ナツを捕食しようとしたスライムは彼を内部に飲み込んでいく。
消化作用のない中性の体液とはいえコアの近くならば人間を捕食できるのだろう。
このまま干からびるまで搾り取られるのかと、部長ですら目を背ける状況。
彼らを救う〝通りすがりの探索者〟は居ないのか。
「邪魔」
誰かの口からポツリとこぼれる一言。
たしかに道を塞ぐこのスライムは下の階層を目指す人間にとっては邪魔でしかないが、本当に誰かが来たのだろうか。
淡い期待で視線を向けた彼らの先にいたのはショートヘアの髪の毛がサラサラと揺れる女性。
軽装かつ、特別なマッシブさも見られない彼女で大丈夫なのだろうか。
彼女もまた被害者のひとりになるかもしれないと諦めの目を向けるなかで、ナツだけは「誰かに似ているような気がする」と感じていた。
だが彼が知る彼女には探索者という顔はない。
むしろ本当に彼女であれば早く逃げてほしい。
そんな願いは彼女自身の手で軽々と砕かれる。
「「「えっ⁉️」」」
不意に彼女が振り上げた手を下ろしていくと、それに合わせて巨大なスライムが上から叩き潰された。
地面に押し当てられるまでスライムが縮むと、その圧力で弾き出されて脱出する軽音楽部の面々。
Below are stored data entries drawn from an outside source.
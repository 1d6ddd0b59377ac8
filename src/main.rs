use anyhow::{Context, Result};
use mainram_bridge::config::{validate_config, ConfigLoader};
use mainram_bridge::session::{build_context, run_session};
use mainram_bridge::{logging, HostProcess};
use std::sync::Arc;
use tokio_util::sync::CancellationToken;
use tracing::{error, info};

#[tokio::main]
async fn main() -> Result<()> {
    let path = std::env::args().nth(1);
    let config = match &path {
        Some(path) => ConfigLoader::new(path).load(),
        None => ConfigLoader::new("config.toml").load_or_default(),
    }
    .with_context(|| format!("failed to load {}", path.as_deref().unwrap_or("config.toml")))?;
    validate_config(&config).context("invalid configuration")?;

    let _log_guard = logging::init(&config.logging)?;
    info!("Starting mainram-bridge v{}", mainram_bridge::VERSION);

    let host = HostProcess::current();
    info!("Attached to {}", host);

    let shutdown = CancellationToken::new();
    let context = build_context(&config, Arc::new(host));
    let session = tokio::spawn(run_session(config, context, shutdown.clone()));

    info!("Press Ctrl+C to shut down");
    if let Err(e) = tokio::signal::ctrl_c().await {
        error!("Failed to listen for Ctrl+C: {}", e);
    }

    info!("Shutting down mainram-bridge");
    shutdown.cancel();
    session.await?;
    Ok(())
}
ようやく自由になって身体を起こそうとする彼らのことを特別気に留めることもなく立ち去る彼女がなびかせる後ろ髪に彼らは想いを寄せる。
その反応は個々で異なるとはいえ、彼らは男子高校生。
ちょっと歳上の美人さんに悶々とした気持ちを抱くのは共通していた。
そんな中でナツだけは「以前からファンのあの人ではないか」と思い、彼女のチャンネルにコメントを投げる。
だがその答えは━━━
「ええと、次のコメントは……『一昨日、藤沢ダンジョンで巨大スライムから助けてもらった高校生です。フェスさんは覚えていないかもしれないけれど、ありがとうございました』か。なんだこれ?スライムが何のことかはちょっとすぐには思い出せないけれど目撃されちゃったかな。というか、この通り顔を映していないのによくわかったね。応援されるのは嬉しいけれど、顔バレしてファンが殺到したら参っちゃうなあ」
まるであの日の出会いが人違いであるかのようなそれを聞いて、ナツは人違いだったかと思うようになってしまった。
配信者フェスピアノ。
その正体、兵頭マツリがとある事情でダンジョン探索をしていることは視聴者には明かしていない。
人違いだと解釈したナツは今日もマツリの動画とセッションをするわけだが、当のマツリは単に思い出せないから曖昧な受け答えになっただけだった。
まあ、ハッキリと覚えていたら、身バレを避けるために見え透いた嘘で取り繕ったであろう。
どうやらほろ酔いだからこその曖昧な答えのほうが、シラフで考えた嘘よりも嘘に見えないようだ。